»»

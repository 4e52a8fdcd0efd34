//! Settings endpoint
//!
//! Read-only: reports the defaults a front end needs to build its forms.

use axum::{extract::State, routing::get, Json, Router};
use cdr_refine::config::LabelOrder;
use cdr_refine::orchestrator::MAX_LOG_ENTRIES;
use cdr_refine::source::{BOUNDARY_EXTENSIONS, DATA_EXTENSIONS};
use cdr_refine::RefinementConfig;
use serde::Serialize;

use crate::AppState;

#[derive(Debug, Serialize)]
#[serde(rename_all = "camelCase")]
pub struct SettingsResponse {
    pub output_root: String,
    pub max_upload_bytes: usize,
    pub data_extensions: Vec<String>,
    pub boundary_extensions: Vec<String>,
    pub label_orders: Vec<LabelOrder>,
    pub log_retention: usize,
    pub refinement: RefinementConfig,
}

fn dotted(extensions: &[&str]) -> Vec<String> {
    extensions.iter().map(|e| format!(".{e}")).collect()
}

/// GET /api/settings
pub async fn get_settings(State(state): State<AppState>) -> Json<SettingsResponse> {
    Json(SettingsResponse {
        output_root: state.orchestrator.output_root().display().to_string(),
        max_upload_bytes: state.max_upload_bytes,
        data_extensions: dotted(DATA_EXTENSIONS),
        boundary_extensions: dotted(BOUNDARY_EXTENSIONS),
        label_orders: vec![
            LabelOrder::Source,
            LabelOrder::WestToEast,
            LabelOrder::SouthToNorth,
        ],
        log_retention: MAX_LOG_ENTRIES,
        refinement: state.refinement.as_ref().clone(),
    })
}

pub fn settings_routes() -> Router<AppState> {
    Router::new().route("/api/settings", get(get_settings))
}
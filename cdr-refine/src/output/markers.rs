//! KMZ crash markers
//!
//! One numbered placemark per kept row. The description bubble shows four
//! summary lines (weather, road surface, primary factor, collision type)
//! followed by the narrative; missing lines are backfilled from the row's
//! other non-blank values.

use super::OutputError;
use crate::config::LabelOrder;
use crate::model::{IndexedRow, Row, Value};
use quick_xml::escape::escape;
use std::fs::File;
use std::io::Write;
use std::path::Path;
use zip::write::SimpleFileOptions;
use zip::{CompressionMethod, ZipWriter};

const SUMMARY_FIELDS: [&[&str]; 4] = [
    &["weather", "weather_condition", "weather_conditions"],
    &[
        "road_surface",
        "road_surface_condition",
        "surface_condition",
        "roadway_surface",
    ],
    &[
        "primary_factor",
        "contributing_factor",
        "contributing_factors",
        "primary_cause",
        "cause",
    ],
    &[
        "collision_type",
        "manner_of_collision",
        "crash_type",
        "collision_manner",
    ],
];

const NARRATIVE_FIELDS: &[&str] = &[
    "narrative",
    "crash_narrative",
    "crash_narrative_text",
    "crash_report_narrative",
    "report_narrative",
    "narrative_text",
    "description",
    "summary",
    "remarks",
    "notes",
];

#[derive(Debug, Clone, PartialEq)]
pub struct Placemark {
    pub lat: f64,
    pub lon: f64,
    pub description: String,
}

fn text_of(value: &Value) -> String {
    value.to_string().trim().to_string()
}

fn first_nonempty<'r>(row: &'r Row, candidates: &[&str]) -> Option<(&'r str, String)> {
    candidates.iter().find_map(|key| {
        row.iter()
            .find(|(name, _)| name == key)
            .map(|(name, value)| (name, text_of(value)))
            .filter(|(_, text)| !text.is_empty())
    })
}

fn first_containing<'r>(row: &'r Row, needles: &[&str]) -> Option<(&'r str, String)> {
    needles.iter().find_map(|needle| {
        row.iter()
            .filter(|(name, _)| name.contains(*needle))
            .map(|(name, value)| (name, text_of(value)))
            .find(|(_, text)| !text.is_empty())
    })
}

fn line(text: &str) -> String {
    text.replace("\r\n", "\n").replace('\r', "\n").replace('\n', "<br/>")
}

/// Build the popup text for one row
pub fn describe(row: &Row, lat_key: &str, lon_key: &str) -> String {
    let mut used: Vec<&str> = vec![lat_key, lon_key];
    let mut summary: Vec<String> = Vec::with_capacity(SUMMARY_FIELDS.len());
    for candidates in SUMMARY_FIELDS {
        match first_nonempty(row, candidates) {
            Some((key, text)) => {
                used.push(key);
                summary.push(text);
            }
            None => summary.push(String::new()),
        }
    }

    let mut narrative = String::new();
    if let Some((key, text)) = first_nonempty(row, NARRATIVE_FIELDS)
        .or_else(|| first_containing(row, &["narrative", "description"]))
    {
        used.push(key);
        narrative = text;
    }

    let mut remaining = row
        .iter()
        .filter(|(name, _)| !used.contains(name))
        .map(|(_, value)| text_of(value))
        .filter(|text| !text.is_empty());

    for slot in summary.iter_mut().filter(|s| s.is_empty()) {
        match remaining.next() {
            Some(text) => *slot = text,
            None => break,
        }
    }
    if narrative.is_empty() {
        narrative = remaining.next().unwrap_or_default();
    }

    summary
        .iter()
        .chain(std::iter::once(&narrative))
        .map(|s| line(s))
        .collect::<Vec<_>>()
        .join("<br/>")
}

/// Placemarks for rows with usable coordinates, ordered for labelling
pub fn placemarks(
    rows: &[IndexedRow],
    lat_key: &str,
    lon_key: &str,
    order: LabelOrder,
) -> Vec<Placemark> {
    let mut marks: Vec<Placemark> = rows
        .iter()
        .filter_map(|indexed| {
            let row = &indexed.row;
            let lat = row.get(lat_key).and_then(Value::as_f64)?;
            let lon = row.get(lon_key).and_then(Value::as_f64)?;
            Some(Placemark {
                lat,
                lon,
                description: describe(row, lat_key, lon_key),
            })
        })
        .collect();

    match order {
        LabelOrder::Source => {}
        LabelOrder::WestToEast => {
            marks.sort_by(|a, b| a.lon.total_cmp(&b.lon).then(a.lat.total_cmp(&b.lat)))
        }
        LabelOrder::SouthToNorth => {
            marks.sort_by(|a, b| a.lat.total_cmp(&b.lat).then(a.lon.total_cmp(&b.lon)))
        }
    }
    marks
}

fn cdata(text: &str) -> String {
    format!("<![CDATA[{}]]>", text.replace("]]>", "]]]]><![CDATA[>"))
}

fn render_kml(document_name: &str, marks: &[Placemark]) -> String {
    let mut body = String::new();
    for (i, mark) in marks.iter().enumerate() {
        let number = i + 1;
        let style = if number % 2 == 1 { "#crash_odd" } else { "#crash_even" };
        body.push_str(&format!(
            r#"    <Placemark>
      <name>{number}</name>
      <Snippet maxLines="0"></Snippet>
      <description>{description}</description>
      <LookAt>
        <longitude>{lon}</longitude>
        <latitude>{lat}</latitude>
        <altitude>0</altitude>
        <range>1000</range>
        <altitudeMode>relativeToGround</altitudeMode>
      </LookAt>
      <styleUrl>{style}</styleUrl>
      <Point>
        <coordinates>{lon},{lat},0</coordinates>
      </Point>
    </Placemark>
"#,
            description = cdata(&mark.description),
            lat = mark.lat,
            lon = mark.lon,
        ));
    }

    let style = |id: &str, icon: &str| {
        format!(
            r#"  <Style id="{id}">
    <IconStyle>
      <Icon>
        <href>http://maps.google.com/mapfiles/kml/paddle/{icon}</href>
      </Icon>
    </IconStyle>
    <BalloonStyle>
      <text>$[description]</text>
    </BalloonStyle>
  </Style>
"#
        )
    };

    format!(
        r#"<?xml version="1.0" encoding="UTF-8"?>
<kml xmlns="http://www.opengis.net/kml/2.2">
<Document>
  <name>{name}</name>
{odd}{even}  <Folder>
    <name>Crash Data</name>
{body}  </Folder>
</Document>
</kml>
"#,
        name = escape(document_name),
        odd = style("crash_odd", "red-circle.png"),
        even = style("crash_even", "orange-circle.png"),
    )
}

/// Write the marker KMZ; returns the placemark count
pub fn write_markers(
    path: &Path,
    rows: &[IndexedRow],
    lat_key: &str,
    lon_key: &str,
    order: LabelOrder,
) -> Result<usize, OutputError> {
    let marks = placemarks(rows, lat_key, lon_key, order);
    let document_name = path
        .file_name()
        .map(|n| n.to_string_lossy().into_owned())
        .unwrap_or_default();

    let mut zip = ZipWriter::new(File::create(path)?);
    let options = SimpleFileOptions::default().compression_method(CompressionMethod::Deflated);
    zip.start_file("doc.kml", options)?;
    zip.write_all(render_kml(&document_name, &marks).as_bytes())?;
    zip.finish()?;

    Ok(marks.len())
}
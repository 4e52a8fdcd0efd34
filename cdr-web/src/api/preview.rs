//! Header preview endpoint
//!
//! POST /api/preview with a `data_file` part; returns the header row and
//! the guessed coordinate columns so a front end can prefill its pickers.

use axum::{
    extract::{Multipart, State},
    routing::post,
    Json, Router,
};
use cdr_refine::source::{guess_lat_lon, read_headers, CoordinateGuess};
use serde::Serialize;
use std::path::PathBuf;

use super::upload::{receive, Upload};
use crate::{ApiError, ApiResult, AppState};

#[derive(Debug, Serialize)]
#[serde(rename_all = "camelCase")]
pub struct PreviewResponse {
    pub file_name: String,
    pub headers: Vec<String>,
    pub guess: CoordinateGuess,
}

/// Read the header row off the blocking pool
pub(super) async fn headers_of(path: PathBuf) -> ApiResult<Vec<String>> {
    tokio::task::spawn_blocking(move || read_headers(&path))
        .await
        .map_err(|e| ApiError::Internal(format!("Header read task failed: {e}")))?
        .map_err(ApiError::from)
}

/// POST /api/preview
pub async fn preview_headers(
    State(state): State<AppState>,
    multipart: Multipart,
) -> ApiResult<Json<PreviewResponse>> {
    let upload = receive(&state.upload_root, multipart).await?;
    let result = preview(&upload).await;
    upload.discard();

    result.map(Json)
}

async fn preview(upload: &Upload) -> ApiResult<PreviewResponse> {
    let path = upload.require_data()?.to_path_buf();
    let file_name = path
        .file_name()
        .map(|n| n.to_string_lossy().into_owned())
        .unwrap_or_default();
    let headers = headers_of(path).await?;
    let guess = guess_lat_lon(&headers);

    Ok(PreviewResponse {
        file_name,
        headers,
        guess,
    })
}

pub fn preview_routes() -> Router<AppState> {
    Router::new().route("/api/preview", post(preview_headers))
}
use super::OutputError;
use crate::engine::{DropReason, ExcludedRow, ExclusionReason, Refinement};
use crate::model::{IndexedRow, Row};
use std::path::Path;

const SOURCE_ROW: &str = "source_row";
const REASON: &str = "reason";

fn cells(row: &Row, columns: &[String]) -> Vec<String> {
    columns
        .iter()
        .map(|c| row.get(c).map(ToString::to_string).unwrap_or_default())
        .collect()
}

/// Kept rows under the refined column order
pub fn write_refined_table(
    path: &Path,
    columns: &[String],
    rows: &[IndexedRow],
) -> Result<(), OutputError> {
    let mut writer = csv::Writer::from_path(path)?;
    writer.write_record(columns)?;
    for indexed in rows {
        writer.write_record(cells(&indexed.row, columns))?;
    }
    writer.flush()?;
    Ok(())
}

fn drop_reason(reason: &DropReason) -> String {
    match reason {
        DropReason::MissingRequired { column } => format!("missing required {column}"),
        DropReason::Duplicate { first_index } => {
            format!("duplicate of source row {}", first_index + 1)
        }
    }
}

fn exclusion_reason(reason: ExclusionReason) -> &'static str {
    match reason {
        ExclusionReason::OutsideBoundary => "outside boundary",
        ExclusionReason::InvalidCoordinate => "invalid coordinates",
    }
}

/// Every row that was not kept, in source order, with a reason column
pub fn write_excluded_table(
    path: &Path,
    columns: &[String],
    refinement: &Refinement,
) -> Result<(), OutputError> {
    let mut rows: Vec<(&IndexedRow, String)> = refinement
        .excluded
        .iter()
        .map(|e| (&e.row, exclusion_reason(e.reason).to_string()))
        .chain(refinement.dropped.iter().map(|d| (&d.row, drop_reason(&d.reason))))
        .collect();
    rows.sort_by_key(|(indexed, _)| indexed.source_index);

    let mut writer = csv::Writer::from_path(path)?;
    let mut header = vec![SOURCE_ROW.to_string(), REASON.to_string()];
    header.extend(columns.iter().cloned());
    writer.write_record(&header)?;

    for (indexed, reason) in rows {
        let mut record = vec![(indexed.source_index + 1).to_string(), reason];
        record.extend(cells(&indexed.row, columns));
        writer.write_record(&record)?;
    }
    writer.flush()?;
    Ok(())
}

/// Rows whose coordinates were missing or unusable
pub fn write_invalid_table(
    path: &Path,
    columns: &[String],
    excluded: &[ExcludedRow],
) -> Result<(), OutputError> {
    let invalid: Vec<IndexedRow> = excluded
        .iter()
        .filter(|e| e.reason == ExclusionReason::InvalidCoordinate)
        .map(|e| e.row.clone())
        .collect();
    write_refined_table(path, columns, &invalid)
}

««

## WHAT YOU HAVE TO DO
Show all lines in the entries above where the string "missing" appears.

## SOLUTION TO THIS PROBLEM
//! followed by the narrative; missing lines are backfilled from the row's
        DropReason::MissingRequired { column } => format!("missing required {column}"),
/// Rows whose coordinates were missing or unusable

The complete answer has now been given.